Лечение сахарного диабета
Лечение сахарного диабета зависит от его типа (I или II), является комплексным и включает диету, применение сахаропонижающих средств, инсулинотерапию, а также профилактику и лечение осложнений.
Сахаропонижающие препараты делят на две основные группы: производные сульфонилмочевины и бигуаниды.
Препараты сульфонилмочевины блокируют АТФ-чувствительные К+ -каналы, что повышает внутриклеточную концентрацию К+ и приводит к деполяризации мембраны. Деполяризация мембраны ускоряет транспорт ионов кальция в клетку, вследствие чего стимулируется секреция инсулина.
Бигуаниды увеличивают количество переносчиков глюкозы ГЛЮТ-4 на поверхности мембран клеток жировой ткани и мышц.
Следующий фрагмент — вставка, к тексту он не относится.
//! Audit records for Slack request verification decisions.

use crate::models::VerificationError;
use chrono::{DateTime, Utc};
use serde::{Deserialize, Serialize};
use tracing::info;

/// Whether the request reached the downstream handler
#[derive(Debug, Clone, Copy, PartialEq, Eq, Serialize, Deserialize)]
#[serde(rename_all = "snake_case")]
pub enum VerificationOutcome {
    Accepted,
    Rejected,
}

/// Structured audit log entry for one verification decision
///
/// Carries request metadata only. The signing secret, the provided
/// signature and the body are never recorded.
#[derive(Debug, Clone, Serialize, Deserialize)]
pub struct VerificationAuditEvent {
    pub outcome: VerificationOutcome,
    pub reason: Option<String>,
    pub status: Option<u16>,
    pub timestamp: DateTime<Utc>,
    pub ip_address: String,
    pub user_agent: Option<String>,
    pub method: String,
    pub endpoint: String,
    pub request_id: Option<String>,
}

impl VerificationAuditEvent {
    /// Event for a request that passed every check
    pub fn accepted(ip_address: String, method: String, endpoint: String) -> Self {
        Self {
            outcome: VerificationOutcome::Accepted,
            reason: None,
            status: None,
            timestamp: Utc::now(),
            ip_address,
            user_agent: None,
            method,
            endpoint,
            request_id: None,
        }
    }

    /// Event for a request stopped by `error`
    pub fn rejected(
        error: &VerificationError,
        ip_address: String,
        method: String,
        endpoint: String,
    ) -> Self {
        use actix_web::ResponseError;

        Self {
            outcome: VerificationOutcome::Rejected,
            reason: Some(error.reason().to_string()),
            status: Some(error.status_code().as_u16()),
            ..Self::accepted(ip_address, method, endpoint)
        }
    }

    pub fn with_user_agent(mut self, user_agent: Option<String>) -> Self {
        self.user_agent = user_agent;
        self
    }

    pub fn with_request_id(mut self, request_id: Option<String>) -> Self {
        self.request_id = request_id;
        self
    }

    /// Log the audit event using structured logging
    pub fn log(&self) {
        info!(
            target: "slack_verify_audit",
            outcome = ?self.outcome,
            reason = ?self.reason,
            status = ?self.status,
            timestamp = %self.timestamp,
            ip_address = %self.ip_address,
            user_agent = ?self.user_agent,
            method = %self.method,
            endpoint = %self.endpoint,
            request_id = ?self.request_id,
            "Slack verification audit event"
        );
    }
}
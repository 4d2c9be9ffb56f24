//! Slack signing configuration.

use std::{env, fmt, sync::Arc};

/// Maximum age in seconds a signed request may have before it is rejected
pub const MAX_PERMITTED_REQUEST_AGE: u64 = 100;

/// Default upper bound on the request body buffered for verification
pub const DEFAULT_MAX_BODY_BYTES: usize = 256 * 1024;

/// Shared signing secret used as the HMAC key
///
/// The bytes are never printed: `Debug` is redacted and there is no `Display`.
#[derive(Clone, PartialEq, Eq)]
pub struct SigningSecret(Arc<[u8]>);

impl SigningSecret {
    /// Create a secret from raw bytes
    pub fn new(bytes: impl Into<Vec<u8>>) -> Self {
        Self(Arc::from(bytes.into()))
    }

    /// Borrow the raw key bytes
    pub fn expose(&self) -> &[u8] {
        &self.0
    }

    pub fn is_empty(&self) -> bool {
        self.0.is_empty()
    }
}

impl fmt::Debug for SigningSecret {
    fn fmt(&self, f: &mut fmt::Formatter<'_>) -> fmt::Result {
        f.write_str("SigningSecret(<redacted>)")
    }
}

impl From<&str> for SigningSecret {
    fn from(value: &str) -> Self {
        Self::new(value.as_bytes())
    }
}

impl From<String> for SigningSecret {
    fn from(value: String) -> Self {
        Self::new(value.into_bytes())
    }
}

impl From<&[u8]> for SigningSecret {
    fn from(value: &[u8]) -> Self {
        Self::new(value)
    }
}

impl From<Vec<u8>> for SigningSecret {
    fn from(value: Vec<u8>) -> Self {
        Self::new(value)
    }
}

/// Configuration for Slack request verification
#[derive(Clone, Debug)]
pub struct SlackSigningConfig {
    pub secret: SigningSecret,
    pub max_request_age_seconds: u64,
    pub max_body_bytes: usize,
}

impl Default for SlackSigningConfig {
    fn default() -> Self {
        Self {
            secret: SigningSecret::from(""),
            max_request_age_seconds: MAX_PERMITTED_REQUEST_AGE,
            max_body_bytes: DEFAULT_MAX_BODY_BYTES,
        }
    }
}

impl SlackSigningConfig {
    /// Create a configuration with the given secret and default limits
    pub fn new(secret: impl Into<SigningSecret>) -> Self {
        Self {
            secret: secret.into(),
            ..Self::default()
        }
    }

    /// Load configuration from environment variables, falling back to defaults
    pub fn from_env() -> Self {
        let secret = env::var("SLACK_SIGNING_SECRET").unwrap_or_default();

        let max_request_age_seconds = env::var("SLACK_MAX_REQUEST_AGE")
            .ok()
            .and_then(|v| v.parse().ok())
            .unwrap_or(MAX_PERMITTED_REQUEST_AGE);

        let max_body_bytes = env::var("SLACK_MAX_BODY_BYTES")
            .ok()
            .and_then(|v| v.parse().ok())
            .unwrap_or(DEFAULT_MAX_BODY_BYTES);

        if secret.is_empty() {
            tracing::warn!(
                target: "slack_verify",
                "SLACK_SIGNING_SECRET is not set; every request will fail signature verification"
            );
        }

        Self {
            secret: SigningSecret::from(secret),
            max_request_age_seconds,
            max_body_bytes,
        }
    }
}
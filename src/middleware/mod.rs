//! Request-interception middleware.

pub mod verify_slack;

pub use verify_slack::*;
//! Utility functions and helper modules.
//!
//! This module contains signature generation and request metadata helpers.

pub mod http;
pub mod signature;

pub use http::*;
pub use signature::*;
//! Slack request signature generation and comparison.

use crate::config::SigningSecret;
use hmac::{Hmac, Mac};
use sha2::Sha256;
use subtle::ConstantTimeEq;

type HmacSha256 = Hmac<Sha256>;

/// Version prefix Slack uses for both the signed base string and the signature header
pub const SIGNATURE_VERSION: &str = "v0";

/// Generate the `X-Slack-Signature` value Slack would send for this request
///
/// The base string is `v0:{timestamp}:{body}` with the body bytes used exactly
/// as received. The digest is hex encoded in lowercase and prefixed with `v0=`.
pub fn generate_expected_signature(timestamp: &str, body: &[u8], secret: &SigningSecret) -> String {
    // HMAC takes keys of any length
    let mut mac = HmacSha256::new_from_slice(secret.expose())
        .expect("HMAC can take key of any size");

    mac.update(SIGNATURE_VERSION.as_bytes());
    mac.update(b":");
    mac.update(timestamp.as_bytes());
    mac.update(b":");
    mac.update(body);

    let digest = mac.finalize().into_bytes();
    format!("{SIGNATURE_VERSION}={}", hex::encode(digest))
}

/// Compare a provided signature against the expected one in constant time
///
/// Only the length of `expected` can influence timing, and that length is
/// fixed for every `v0` signature.
pub fn signatures_match(provided: &[u8], expected: &[u8]) -> bool {
    if provided.len() != expected.len() {
        return false;
    }
    provided.ct_eq(expected).into()
}
//! # Page Aggregator
//!
//! Serve arbitrarily large pages from data sources whose API caps the page
//! size.
//!
//! A caller asks for page `N` of size `M`. The source serves at most `E`
//! records per call. The aggregator fetches the first window itself to learn
//! the source's total, fans the remaining windows out concurrently, puts the
//! results back in page order and reports pagination in the caller's page
//! size.
//!
//! ## Quick Start
//!
//! ```rust,ignore
//! use page_aggregator::{fetch_paginated_external, source_fn, FetchedPage, Pagination, PaginationResult};
//! use std::sync::Arc;
//! use tokio_util::sync::CancellationToken;
//!
//! #[tokio::main]
//! async fn main() -> page_aggregator::Result<()> {
//!     let source = source_fn(|_cancel, pagination: Pagination| async move {
//!         // ask the upstream service for at most 50 records
//!         let (items, total) = songs_client.list(pagination).await?;
//!         Ok(FetchedPage::new(items, PaginationResult::new(pagination.page, pagination.page_size, total)))
//!     });
//!
//!     let cancel = CancellationToken::new();
//!     let page = fetch_paginated_external(&cancel, Arc::new(source), Pagination::new(1, 200), 50).await?;
//!     println!("{} of {} records", page.len(), page.pagination.total_records);
//!     Ok(())
//! }
//! ```
//!
//! ## Architecture
//!
//! ```text
//! ┌──────────────────────────────────────────────────────────────┐
//! │   fetch_paginated_external(cancel, source, page, ceiling)    │
//! └──────────────────────────────────────────────────────────────┘
//!                                │
//! ┌──────────────┬───────────────┴──┬────────────────┬───────────┐
//! │   Planner    │    Executor      │  Resequencer   │  Sources  │
//! ├──────────────┼──────────────────┼────────────────┼───────────┤
//! │ first window │ first: inline    │ ordinal sort   │ closure   │
//! │ follow-ups   │ rest: fan-out    │ concatenate    │ HTTP JSON │
//! │ sizing       │ join + channel   │ trim, totals   │           │
//! └──────────────┴──────────────────┴────────────────┴───────────┘
//! ```

#![warn(clippy::all)]
#![warn(clippy::pedantic)]
#![allow(clippy::module_name_repetitions)]
#![allow(clippy::missing_errors_doc)]
#![allow(clippy::missing_panics_doc)]
#![allow(clippy::doc_markdown)]

// ============================================================================
// Module declarations
// ============================================================================

/// Error types for the crate
pub mod error;

/// Pagination value types
pub mod types;

/// Request planning, fan-out and merging
pub mod aggregate;

/// Page sources (closures, HTTP)
pub mod source;

/// HTTP client with retry and backoff
pub mod http;

/// Aggregator and source configuration
pub mod config;

/// Command-line interface
pub mod cli;

// ============================================================================
// Re-exports
// ============================================================================

pub use aggregate::{fetch_paginated_external, Aggregator};
pub use config::{load_config, load_config_from_str, AggregatorConfig, SourceConfig};
pub use error::{Error, Result};
pub use source::{source_fn, HttpPageSource, PageSource};
pub use types::{FetchedPage, PageEnvelope, Pagination, PaginationResult};

/// Crate version
pub const VERSION: &str = env!("CARGO_PKG_VERSION");

/// Crate name
pub const NAME: &str = env!("CARGO_PKG_NAME");
//! CLI module
//!
//! Command-line interface for aggregating pages from HTTP collections.
//!
//! # Commands
//!
//! - `fetch` - Fetch one (possibly oversized) page and print it
//! - `plan` - Show the sub-requests a page would need, without fetching

mod commands;
mod runner;

pub use commands::{Cli, Commands, OutputFormat};
pub use runner::Runner;
//! Request planning
//!
//! Decides which sub-requests satisfy a requested page against a source that
//! serves at most `external_page_size` records per call.
//!
//! Follow-up page numbers count up from the requested page in units of the
//! effective page size. This only addresses the right records when the
//! source numbers its pages as consecutive windows of exactly that size; an
//! offset or cursor based source needs a different planner.

use crate::error::{Error, Result};
use crate::types::Pagination;

/// One sub-request and the slot its records occupy in the merged output
#[derive(Debug, Clone, Copy, PartialEq, Eq)]
pub struct RequestPlan {
    /// Window to ask the source for
    pub pagination: Pagination,
    /// Position in the merged sequence; 0 is the synchronous first request
    pub ordinal: usize,
}

/// What to do once the first page has come back
#[derive(Debug, Clone, PartialEq, Eq)]
pub enum FollowUp {
    /// The request fit in one source page; the first response is the answer
    PassThrough,
    /// The first page already covers the request; keep its first `take` items
    Truncate { take: usize },
    /// Issue `requests` concurrently and keep `take` items overall
    Fetch {
        requests: Vec<RequestPlan>,
        take: usize,
    },
}

/// The smaller of the requested and the external page size
pub fn effective_page_size(requested: Pagination, external_page_size: u32) -> u32 {
    requested.page_size.min(external_page_size)
}

/// The ordinal-0 request, always issued
pub fn first_request(requested: Pagination, external_page_size: u32) -> RequestPlan {
    RequestPlan {
        pagination: Pagination::new(
            requested.page,
            effective_page_size(requested, external_page_size),
        ),
        ordinal: 0,
    }
}

/// Reject requests whose follow-up pages would run past `u32::MAX`
///
/// Assumes full windows; a short first page can still push the plan further,
/// which [`plan_follow_ups`] catches.
pub fn validate_page_range(requested: Pagination, external_page_size: u32) -> Result<()> {
    let page_size = effective_page_size(requested, external_page_size);
    if page_size == 0 || requested.page_size <= page_size {
        return Ok(());
    }

    let follow_ups = u64::from(requested.page_size - page_size).div_ceil(u64::from(page_size));
    if u64::from(requested.page) + follow_ups > u64::from(u32::MAX) {
        return Err(Error::invalid_argument(
            "page",
            format!(
                "page {} of size {} needs follow-up pages past u32::MAX",
                requested.page, requested.page_size
            ),
        ));
    }
    Ok(())
}

/// Plan the follow-up requests from the first response's counts
pub fn plan_follow_ups(
    requested: Pagination,
    external_page_size: u32,
    total_records: u64,
    first_len: usize,
) -> Result<FollowUp> {
    if requested.page_size <= external_page_size {
        return Ok(FollowUp::PassThrough);
    }

    // never fetch more than exists
    let take = u64::from(requested.page_size).min(total_records) as usize;
    if first_len >= take {
        return Ok(FollowUp::Truncate { take });
    }

    let page_size = effective_page_size(requested, external_page_size) as usize;
    let mut remaining = take - first_len;
    let mut requests = Vec::with_capacity(remaining.div_ceil(page_size));
    let mut page = requested.page;

    while remaining > 0 {
        page = page.checked_add(1).ok_or_else(|| {
            Error::invalid_argument("page", "follow-up page number exceeds u32::MAX")
        })?;
        let size = remaining.min(page_size);
        requests.push(RequestPlan {
            pagination: Pagination::new(page, size as u32),
            ordinal: requests.len() + 1,
        });
        remaining -= size;
    }

    Ok(FollowUp::Fetch { requests, take })
}

/// Full request plan against a source that serves consecutive full windows
///
/// Assumes the first response holds every record of its window that exists,
/// which is what a well-behaved source returns. Useful for previewing the
/// fan-out a request will cause without touching the source.
pub fn plan_for_total(
    requested: Pagination,
    external_page_size: u32,
    total_records: u64,
) -> Result<Vec<RequestPlan>> {
    requested.validate()?;
    if external_page_size == 0 {
        return Err(Error::invalid_argument(
            "external_page_size",
            "must be greater than 0",
        ));
    }
    validate_page_range(requested, external_page_size)?;

    let first = first_request(requested, external_page_size);
    let available = total_records.saturating_sub(first.pagination.offset());
    let first_len = available.min(u64::from(first.pagination.page_size)) as usize;

    let mut plan = vec![first];
    if let FollowUp::Fetch { requests, .. } =
        plan_follow_ups(requested, external_page_size, total_records, first_len)?
    {
        plan.extend(requests);
    }
    Ok(plan)
}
Инсулинотерапия обязательна для СД I типа (1-4 инъекции в день), при СД II типа инсулин иногда назначают для лучшего контроля СД, а также при развитии через 10-15 лет вторичной абсолютной инсулиновой недостаточности.
К перспективным методам лечения сахарного диабета относят следующие: трансплантация островков поджелудочной железы или изолированных β-клеток, трансплантация генетически реконструированных клеток, а также стимуляция регенерации панкреатических островков.
При сахарном диабете обоих типов важнейшее значение имеет диетотерапия. Рекомендуют хорошо сбалансированную диету: на долю углеводов должно приходиться 50—60% общей калорийности пиши (исключение должны составлять легкоусвояемые углеводы, пиво, спиртные напитки, сиропы, пирожные и др.); на долю белков — 15—20%; на долю всех жиров — не более 25-30%. Пищу следует принимать 5—6 раз в течение суток.
Литература:
И.И. Дедов., Г.А. Мельниченко, В.В. Фадеев. Эндокринология. Москва.: «Медицина». 2000г.